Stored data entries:

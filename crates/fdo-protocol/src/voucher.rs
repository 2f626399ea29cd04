//! The ownership voucher: header, entry chain, validation, extension.
//!
//! A voucher is `[protVer, bstr .cbor OVHeader, headerHmac, certChain?,
//! entries]`. The header bytes and every entry are carried as the exact
//! bytes that were signed; hashing always operates on those bytes, never a
//! re-encoding. Each entry is a `COSE_Sign1` whose payload links back to
//! its predecessor:
//!
//! ```text
//! E0.prevHash = H(headerBytes ‖ headerHmac)
//! Ei.prevHash = H(bytes(E(i-1)))
//! E0 signed by mfgPublicKey, Ei signed by E(i-1).newOwnerPK
//! ```
//!
//! The tail entry's `newOwnerPK` is the current owner.

use serde::de::Error as _;
use serde::{Deserialize, Deserializer, Serialize, Serializer};
use serde_tuple::{Deserialize_tuple, Serialize_tuple};
use thiserror::Error;

use fdo_cbor::RawCbor;
use fdo_crypto::{CryptoError, Hash, HashAlg, PublicKey, SigningKey, cose};

use crate::error::ChainError;
use crate::guid::Guid;
use crate::rendezvous::RvInfo;

/// Protocol version carried in vouchers and URLs (FDO 1.1).
pub const PROTOCOL_VERSION: u16 = 101;

/// PEM tag used by the control API for voucher transport.
const VOUCHER_PEM_TAG: &str = "OWNERSHIP VOUCHER";

/// Voucher parsing and validation errors.
#[derive(Debug, Error)]
pub enum VoucherError {
    /// Structural problem outside the chain itself.
    #[error("voucher structure: {0}")]
    Structure(String),

    /// Chain validation failure with its entry-level reason.
    #[error(transparent)]
    Chain(#[from] ChainError),

    /// Cryptographic failure while validating or extending.
    #[error(transparent)]
    Crypto(#[from] CryptoError),

    /// CBOR failure while parsing or encoding.
    #[error(transparent)]
    Cbor(#[from] fdo_cbor::CodecError),

    /// PEM framing failure at the control-API edge.
    #[error("voucher PEM: {0}")]
    Pem(String),
}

- **YOUR INSTRUCTIONS**:
Each entry above is to be copied out exactly as written.

- **RESPONSE**:
filename crates/fdo-protocol/src/voucher.rs
repository 2f626399ea29cd04
//! The ownership voucher: header, entry chain, validation, extension.
//!
//! A voucher is `[protVer, bstr .cbor OVHeader, headerHmac, certChain?,
//! entries]`. The header bytes and every entry are carried as the exact
//! bytes that were signed; hashing always operates on those bytes, never a
//! re-encoding. Each entry is a `COSE_Sign1` whose payload links back to
//! its predecessor:
//!
//! ```text
//! E0.prevHash = H(headerBytes ‖ headerHmac)
//! Ei.prevHash = H(bytes(E(i-1)))
//! E0 signed by mfgPublicKey, Ei signed by E(i-1).newOwnerPK
//! ```
//!
//! The tail entry's `newOwnerPK` is the current owner.

use serde::de::Error as _;
use serde::{Deserialize, Deserializer, Serialize, Serializer};
use serde_tuple::{Deserialize_tuple, Serialize_tuple};
use thiserror::Error;

use fdo_cbor::RawCbor;
use fdo_crypto::{CryptoError, Hash, HashAlg, PublicKey, SigningKey, cose};

use crate::error::ChainError;
use crate::guid::Guid;
use crate::rendezvous::RvInfo;

/// Protocol version carried in vouchers and URLs (FDO 1.1).
pub const PROTOCOL_VERSION: u16 = 101;

/// PEM tag used by the control API for voucher transport.
const VOUCHER_PEM_TAG: &str = "OWNERSHIP VOUCHER";

/// Voucher parsing and validation errors.
#[derive(Debug, Error)]
pub enum VoucherError {
    /// Structural problem outside the chain itself.
    #[error("voucher structure: {0}")]
    Structure(String),

    /// Chain validation failure with its entry-level reason.
    #[error(transparent)]
    Chain(#[from] ChainError),

    /// Cryptographic failure while validating or extending.
    #[error(transparent)]
    Crypto(#[from] CryptoError),

    /// CBOR failure while parsing or encoding.
    #[error(transparent)]
    Cbor(#[from] fdo_cbor::CodecError),

    /// PEM framing failure at the control-API edge.
    #[error("voucher PEM: {0}")]
    Pem(String),
}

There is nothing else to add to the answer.